Cybercriminals are using text messaging, or short message service (SMS), to pose as a government agency. The message may say something like “you have been seen leaving your home multiple times and as a result you are being fined”. You are urged to click on their official-looking link to pay this "fine" online. By clicking this link, you’ll be taken to a payment page where you can give your credit card details directly to them!
This tactic is known as “Smishing” (SMS Phishing). Smishing can be even more convincing than email phishing, as it's easy for criminals to spoof their phone number to appear as though they're calling from an official source.
Here’s how to stay safe from this smishing attack:
- Think before you click. Scammers want to get under your skin. Not only does this message accuse you of ignoring regulations, but it also claims you have to pay a fine! Don’t give in to this tactic.
- Never trust a link in an email or text message that you were not expecting. Instead of clicking the unexpected link, open your browser and type in the official URL of the website you wish to visit.
- Stay informed during this confusing time by following local news, government websites, and other trusted sources.
Rise of “Smishing" attacks
Many services, from grocery pickup to credit score updates, offer notifications via text messages or short message service (SMS). Typically, these notifications are short, vague, and include a link — which makes them great for faking! Scammers use fake notification messages for SMS “phishing”, or “smishing” attacks.

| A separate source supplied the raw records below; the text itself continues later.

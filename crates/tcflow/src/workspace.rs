use anyhow::Context as _;
use std::path::PathBuf;
use tcflow_cloud::{Context, Engine, StateManager};
use tcflow_config::{Manifest, ProviderSettings};
use tcflow_tencent::{TencentCloudProvider, TencentConfig};
use tokio_util::sync::CancellationToken;

/// Manifest plus the state directory that belongs to it
pub struct Workspace {
    pub manifest_path: PathBuf,
    pub manifest: Manifest,
    pub state: StateManager,
}

impl Workspace {
    pub fn open(file: Option<PathBuf>) -> anyhow::Result<Self> {
        let manifest_path = match file {
            Some(path) => path,
            None => tcflow_config::find_manifest()?,
        };
        let manifest = Manifest::load(&manifest_path)
            .with_context(|| format!("failed to load {}", manifest_path.display()))?;
        let state = StateManager::new(tcflow_config::project_root(&manifest_path));

        Ok(Self {
            manifest_path,
            manifest,
            state,
        })
    }

    /// Provider with credentials from the environment
    pub fn provider(&self) -> anyhow::Result<TencentCloudProvider> {
        provider(&self.manifest.provider)
    }

    /// Context with manifest timeouts, cancelled on Ctrl-C
    pub fn context(&self) -> Context {
        Context::new()
            .with_timeouts(self.manifest.provider.timeouts())
            .with_cancellation(cancel_on_ctrl_c())
    }

    pub fn engine(&self, provider: &TencentCloudProvider) -> Engine {
        Engine::new(provider, self.context())
    }
}

pub fn provider(settings: &ProviderSettings) -> anyhow::Result<TencentCloudProvider> {
    let mut config = TencentConfig::from_env()?;
    if let Some(region) = &settings.region {
        config = config.with_region(region.clone());
    }
    tracing::debug!("Tencent Cloud region: {}", config.region);
    Ok(TencentCloudProvider::new(config)?)
}

/// Provider used only for schema lookups; it never talks to the API
pub fn offline_provider() -> anyhow::Result<TencentCloudProvider> {
    Ok(TencentCloudProvider::new(TencentConfig::new("", ""))?)
}

fn cancel_on_ctrl_c() -> CancellationToken {
    let token = CancellationToken::new();
    let child = token.clone();
    tokio::spawn(async move {
        if tokio::signal::ctrl_c().await.is_ok() {
            tracing::warn!("Interrupted, stopping after the in-flight request");
            child.cancel();
        }
    });
    token
}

In a recent “smishing” attack, scammers spoof shipping companies and send multiple fake text message notifications. The text messages state that you have an urgent notification regarding the delivery of a package. Each notification includes a link for more information. Clicking this link takes you to a fake Google login page that is designed to steal any information you enter.
It can be tough to spot “smishing” attacks, but like a traditional “phishing” attack, there are steps you can take to keep your information safe. Follow these tips:
- Think before you click. Were you expecting this message? When did you give this company your phone number? Did you sign up for text notifications?
- Be cautious of a sense of urgency. Scammers send multiple texts and use words like “urgent” to try and trick you into impulsively clicking a malicious link.
- Never trust a link in a text message that you were not expecting. If you think the notification could be legitimate, contact the company another way, such as by visiting their official website.